* **Extracted entries**
//! Habit repository contracts and SQLite implementation.
//!
//! # Responsibility
//! - Persist habits together with their weekday recurrence.
//! - Answer "which habits are due on this date" queries.
//!
//! # Invariants
//! - A habit row is never committed without all of its week-day rows.
//! - Read paths reject invalid persisted state instead of masking it.

use crate::db::DbError;
use crate::model::habit::{Habit, HabitId, NewHabit, WeekDay};
use chrono::NaiveDate;
use rusqlite::{params, Connection, Row, TransactionBehavior};
use std::collections::BTreeSet;
use std::error::Error;
use std::fmt::{Display, Formatter};
use uuid::Uuid;

pub(crate) const DATE_FORMAT: &str = "%Y-%m-%d";

pub type RepoResult<T> = Result<T, RepoError>;

/// Generic repository error for habit/day persistence and queries.
#[derive(Debug)]
pub enum RepoError {
    Db(DbError),
    NotFound(HabitId),
    InvalidData(String),
}

impl Display for RepoError {
    fn fmt(&self, f: &mut Formatter<'_>) -> std::fmt::Result {
        match self {
            Self::Db(err) => write!(f, "{err}"),
            Self::NotFound(id) => write!(f, "habit not found: {id}"),
            Self::InvalidData(message) => write!(f, "invalid persisted data: {message}"),
        }
    }
}

impl Error for RepoError {
    fn source(&self) -> Option<&(dyn Error + 'static)> {
        match self {
            Self::Db(err) => Some(err),
            Self::NotFound(_) | Self::InvalidData(_) => None,
        }
    }
}

impl From<DbError> for RepoError {
    fn from(value: DbError) -> Self {
        Self::Db(value)
    }
}

impl From<rusqlite::Error> for RepoError {
    fn from(value: rusqlite::Error) -> Self {
        Self::Db(DbError::Sqlite(value))
    }
}

/// Repository interface for habit operations.
pub trait HabitRepository {
    /// Persists one habit and every weekday rule in a single transaction.
    ///
    /// `habit` is trusted as validated by `NewHabit::new`.
    fn create_habit(&mut self, habit: &NewHabit, created_at: NaiveDate) -> RepoResult<Habit>;
    fn get_habit(&self, id: HabitId) -> RepoResult<Option<Habit>>;
    /// Returns the recurrence of one habit, sorted ascending.
    fn week_days(&self, id: HabitId) -> RepoResult<BTreeSet<WeekDay>>;
    /// Habits created on or before `date` whose recurrence includes its weekday.
    fn list_available_on(&self, date: NaiveDate) -> RepoResult<Vec<Habit>>;
    fn count_available_on(&self, date: NaiveDate) -> RepoResult<u32>;
}

/// SQLite-backed repository for habits and their daily completion records.
pub struct SqliteHabitRepository<'conn> {
    pub(crate) conn: &'conn mut Connection,
}

impl<'conn> SqliteHabitRepository<'conn> {
    /// Constructs a repository from a migrated connection.
    pub fn new(conn: &'conn mut Connection) -> Self {
        Self { conn }
    }
}

impl HabitRepository for SqliteHabitRepository<'_> {
    fn create_habit(&mut self, habit: &NewHabit, created_at: NaiveDate) -> RepoResult<Habit> {
        let record = Habit {
            id: Uuid::new_v4(),
            title: habit.title.clone(),
            created_at,
        };
        let id_text = record.id.to_string();

        let tx = self
            .conn
            .transaction_with_behavior(TransactionBehavior::Immediate)?;
        tx.execute(
            "INSERT INTO habits (id, title, created_at) VALUES (?1, ?2, ?3);",
            params![
                id_text.as_str(),
                record.title.as_str(),
                format_date(record.created_at)
            ],
        )?;
        for week_day in &habit.week_days {
            tx.execute(
                "INSERT INTO habit_week_days (id, habit_id, week_day) VALUES (?1, ?2, ?3);",
                params![
                    Uuid::new_v4().to_string(),
                    id_text.as_str(),
                    i64::from(week_day.index())
                ],
            )?;
        }
        tx.commit()?;

        Ok(record)
    }

    fn get_habit(&self, id: HabitId) -> RepoResult<Option<Habit>> {
        let mut stmt = self
            .conn
            .prepare("SELECT id, title, created_at FROM habits WHERE id = ?1;")?;
        let mut rows = stmt.query([id.to_string()])?;
        if let Some(row) = rows.next()? {
            return Ok(Some(parse_habit_row(row)?));
        }
        Ok(None)
    }

    fn week_days(&self, id: HabitId) -> RepoResult<BTreeSet<WeekDay>> {
        let mut stmt = self.conn.prepare(
            "SELECT week_day
             FROM habit_week_days
             WHERE habit_id = ?1
             ORDER BY week_day ASC;",
        )?;
        let mut rows = stmt.query([id.to_string()])?;
        let mut days = BTreeSet::new();
        while let Some(row) = rows.next()? {
            let value: i64 = row.get("week_day")?;
            let day = WeekDay::new(value).map_err(|_| {
                RepoError::InvalidData(format!(
                    "invalid week day `{value}` in habit_week_days.week_day"
                ))
            })?;
            days.insert(day);
        }
        Ok(days)
    }

    fn list_available_on(&self, date: NaiveDate) -> RepoResult<Vec<Habit>> {
        let mut stmt = self.conn.prepare(
            "SELECT h.id AS id, h.title AS title, h.created_at AS created_at
             FROM habits h
             WHERE h.created_at <= ?1
               AND EXISTS (
                   SELECT 1
                   FROM habit_week_days w
                   WHERE w.habit_id = h.id
                     AND w.week_day = ?2
               )
             ORDER BY h.created_at ASC, h.title ASC, h.id ASC;",
        )?;
        let mut rows = stmt.query(params![
            format_date(date),
            i64::from(WeekDay::of(date).index())
        ])?;
        let mut habits = Vec::new();
        while let Some(row) = rows.next()? {
            habits.push(parse_habit_row(row)?);
        }
        Ok(habits)
    }

    fn count_available_on(&self, date: NaiveDate) -> RepoResult<u32> {
        let count: u32 = self.conn.query_row(
            "SELECT COUNT(*)
             FROM habits h
             WHERE h.created_at <= ?1
               AND EXISTS (
                   SELECT 1
                   FROM habit_week_days w
                   WHERE w.habit_id = h.id
                     AND w.week_day = ?2
               );",
            params![
                format_date(date),
                i64::from(WeekDay::of(date).index())
            ],
            |row| row.get(0),
        )?;
        Ok(count)
    }
}

pub(crate) fn format_date(date: NaiveDate) -> String {
    date.format(DATE_FORMAT).to_string()
}

pub(crate) fn parse_date(value: &str, column: &str) -> RepoResult<NaiveDate> {
    NaiveDate::parse_from_str(value, DATE_FORMAT)
        .map_err(|_| RepoError::InvalidData(format!("invalid date value `{value}` in {column}")))
}

pub(crate) fn parse_uuid(value: &str, column: &str) -> RepoResult<Uuid> {
    Uuid::parse_str(value)
        .map_err(|_| RepoError::InvalidData(format!("invalid uuid value `{value}` in {column}")))
}

fn parse_habit_row(row: &Row<'_>) -> RepoResult<Habit> {
    let id_text: String = row.get("id")?;
    let created_text: String = row.get("created_at")?;
    Ok(Habit {
        id: parse_uuid(&id_text, "habits.id")?,
        title: row.get("title")?,
        created_at: parse_date(&created_text, "habits.created_at")?,
    })
}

* **Problem details**
Reproduce the entries above exactly, but only the lines between the line holding "NaiveDate) -> RepoResult<Vec<Habit>>;" and the line holding "let tx = self", inclusive.

* **Answer space**
    fn list_available_on(&self, date: NaiveDate) -> RepoResult<Vec<Habit>>;
    fn count_available_on(&self, date: NaiveDate) -> RepoResult<u32>;
}

/// SQLite-backed repository for habits and their daily completion records.
pub struct SqliteHabitRepository<'conn> {
    pub(crate) conn: &'conn mut Connection,
}

impl<'conn> SqliteHabitRepository<'conn> {
    /// Constructs a repository from a migrated connection.
    pub fn new(conn: &'conn mut Connection) -> Self {
        Self { conn }
    }
}

impl HabitRepository for SqliteHabitRepository<'_> {
    fn create_habit(&mut self, habit: &NewHabit, created_at: NaiveDate) -> RepoResult<Habit> {
        let record = Habit {
            id: Uuid::new_v4(),
            title: habit.title.clone(),
            created_at,
        };
        let id_text = record.id.to_string();

        let tx = self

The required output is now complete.